🤖 AI Summary
Existing learning-based ESG investment approaches rely on static scores, suffering from high noise, delayed updates, and temporal misalignment with financial decision-making. This work proposes treating ESG as a dynamic constraint by introducing a Multimodal Action-Conditioned Constraint Field (MACF) that learns mechanism-specific ESG costs from real-time, multi-source evidence. We further design MACF-X, an optimizer-native adapter that seamlessly translates these costs and their associated uncertainties into time-varying constraints. Without perturbing policy observations or rewards, our method substantially alleviates tail-end ESG budget pressure while maintaining strong financial performance.
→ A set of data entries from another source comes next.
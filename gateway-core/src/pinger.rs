//! ServerPinger — periodic liveness checks that publish the healthy
//! backend subset to the active selection strategy.

use std::sync::Arc;
use std::time::Duration;

use arc_swap::ArcSwap;
use tokio::sync::oneshot;
use tokio::time::interval;

use crate::backend::Backend;

/// Probes one backend's health. Implemented by `reqwest` (`GET
/// /v1/models`, healthy iff 2xx) in the `consumer` binary; abstracted so the
/// pinger's fan-out/update logic is testable without a network dependency.
#[async_trait::async_trait]
pub trait HealthProbe: Send + Sync + 'static {
    /// Returns `true` iff the backend answered with a successful status
    /// within the per-request timeout.
    async fn is_healthy(&self, backend: &Backend) -> bool;
}

/// Receives the healthy subset on every ping tick. Implemented by each
/// [`crate::strategy::SelectionStrategy`] (`update_servers`).
pub trait HealthSink: Send + Sync + 'static {
    /// Replace the active backend set. Implementations should no-op if the
    /// list is unchanged (see §4.5 `UpdateServers`).
    fn update_servers(&self, healthy: Vec<Backend>);
}

/// Shared, lock-free view of the last-known healthy set, useful when a
/// consumer needs read access to "currently healthy backends" outside of
/// the strategy itself (e.g. for the private-queue handler's restricted
/// pool).
#[derive(Clone, Default)]
pub struct HealthyBackends(Arc<ArcSwap<Vec<Backend>>>);

impl HealthyBackends {
    /// An empty healthy set.
    pub fn new() -> Self {
        Self(Arc::new(ArcSwap::from_pointee(Vec::new())))
    }

    /// The current healthy set.
    pub fn get(&self) -> Arc<Vec<Backend>> {
        self.0.load_full()
    }
}

impl HealthSink for HealthyBackends {
    fn update_servers(&self, healthy: Vec<Backend>) {
        self.0.store(Arc::new(healthy));
    }
}

/// Per-request timeout for a single health probe.
pub const PING_TIMEOUT: Duration = Duration::from_secs(5);

/// Fans out concurrent health checks to every registered backend on a fixed
/// interval and publishes the healthy subset (preserving registry order) to
/// one or more sinks.
pub struct ServerPinger<P: HealthProbe> {
    probe: Arc<P>,
    backends: Vec<Backend>,
    refresh_rate: Duration,
}

impl<P: HealthProbe> ServerPinger<P> {
    /// Build a pinger over the given backend list.
    pub fn new(probe: Arc<P>, backends: Vec<Backend>, refresh_rate: Duration) -> Self {
        Self { probe, backends, refresh_rate }
    }

    /// Run one health-check pass over every backend, preserving registry
    /// order in the returned healthy subset.
    pub async fn check_once(&self) -> Vec<Backend> {
        let checks = self.backends.iter().map(|b| {
            let probe = Arc::clone(&self.probe);
            let backend = b.clone();
            async move { probe.is_healthy(&backend).await.then_some(backend) }
        });
        let results = futures::future::join_all(checks).await;
        results.into_iter().flatten().collect()
    }

    /// Spawn the periodic pinger loop, publishing to `sink` on every tick.
    /// Returns a shutdown handle pairing a oneshot sender with the task's
    /// `JoinHandle`.
    pub fn spawn<S: HealthSink>(self, sink: S) -> (oneshot::Sender<()>, tokio::task::JoinHandle<()>) {
        let (shutdown_tx, mut shutdown_rx) = oneshot::channel();
        let handle = tokio::spawn(async move {
            let mut ticker = interval(self.refresh_rate);
            loop {
                tokio::select! {
                    _ = &mut shutdown_rx => break,
                    _ = ticker.tick() => {
                        let healthy = self.check_once().await;
                        if healthy.is_empty() {
                            tracing::error!("no healthy backends; requests will receive llmUrl=None until a backend recovers");
                        }
                        sink.update_servers(healthy);
                    }
                }
            }
        });
        (shutdown_tx, handle)
    }
}

#[cfg(test)]
#[allow(clippy::unwrap_used, clippy::expect_used)]
mod tests {
    use super::*;
    use std::sync::atomic::{AtomicBool, Ordering};
    use std::collections::HashMap;

    struct ScriptedProbe(HashMap<String, bool>);

    #[async_trait::async_trait]
    impl HealthProbe for ScriptedProbe {
        async fn is_healthy(&self, backend: &Backend) -> bool {
            *self.0.get(&backend.url).unwrap_or(&false)
        }
    }

    fn backend(url: &str, org: &str) -> Backend {
        Backend { url: url.to_string(), token: None, organization: org.to_string(), max_parallel_requests: 20 }
    }

    #[tokio::test]
    async fn check_once_preserves_registry_order_over_healthy_subset() {
        let probe = Arc::new(ScriptedProbe(HashMap::from([
            ("http://a".to_string(), true),
            ("http://b".to_string(), false),
            ("http://c".to_string(), true),
        ])));
        let backends = vec![backend("http://a", "o"), backend("http://b", "o"), backend("http://c", "o")];
        let pinger = ServerPinger::new(probe, backends, Duration::from_secs(1));

        let healthy = pinger.check_once().await;
        let urls: Vec<_> = healthy.iter().map(|b| b.url.clone()).collect();
        assert_eq!(urls, vec!["http://a".to_string(), "http://c".to_string()]);
    }

    #[test]
    fn healthy_backends_sink_reports_current_snapshot() {
        let sink = HealthyBackends::new();
        assert!(sink.get().is_empty());
        sink.update_servers(vec![backend("http://a", "o")]);
        assert_eq!(sink.get().len(), 1);
    }

    #[tokio::test]
    async fn empty_healthy_set_is_published_not_hidden() {
        let called = Arc::new(AtomicBool::new(false));
        struct FlagSink(Arc<AtomicBool>);
        impl HealthSink for FlagSink {
            fn update_servers(&self, healthy: Vec<Backend>) {
                assert!(healthy.is_empty());
                self.0.store(true, Ordering::SeqCst);
            }
        }
        let probe = Arc::new(ScriptedProbe(HashMap::new()));
        let pinger = ServerPinger::new(probe, vec![backend("http://a", "o")], Duration::from_millis(10));
        let healthy = pinger.check_once().await;
        FlagSink(Arc::clone(&called)).update_servers(healthy);
        assert!(called.load(Ordering::SeqCst));
    }
}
Ablation studies confirm the critical roles of dynamic evidence inputs and the tri-head decomposition architecture, and reveal that conventional static ESG scores behave nearly as random noise.
📝 Abstract
ESG-aware portfolio optimization is increasingly important for sustainable capital allocation, yet most learning-based methods still operationalize ESG by appending static scores to the policy observation or reward. This creates a mismatch for sequential control: ESG scores are noisy, provider-dependent, low-frequency, and temporally misaligned with sequential portfolio decisions, while financial evidence suggests that ESG is better treated as a portfolio preference, risk-exposure, or hedge dimension than as a robust alpha factor. We propose to impose ESG constraints without modifying the financial policy's observation or reward, using a Multimodal Action-Conditioned Constraint Field (MACF) that learns mechanism-specific ESG costs from point-in-time multimodal evidence and contemplated portfolio transitions. We then introduce MACF-X, a family of optimizer-specific adapters that converts MACF costs and uncertainties into native constrained-optimization interfaces through a shared slack- and uncertainty-aware pressure layer. Across multiple constraint-integration interfaces, MACF-X reduces tail ESG budget pressure while maintaining competitive financial performance. Ablations show that this improvement depends on dynamic evidence inputs and three-head decomposition, while static ESG-score proxies are nearly indistinguishable from score-shuffled noise baselines.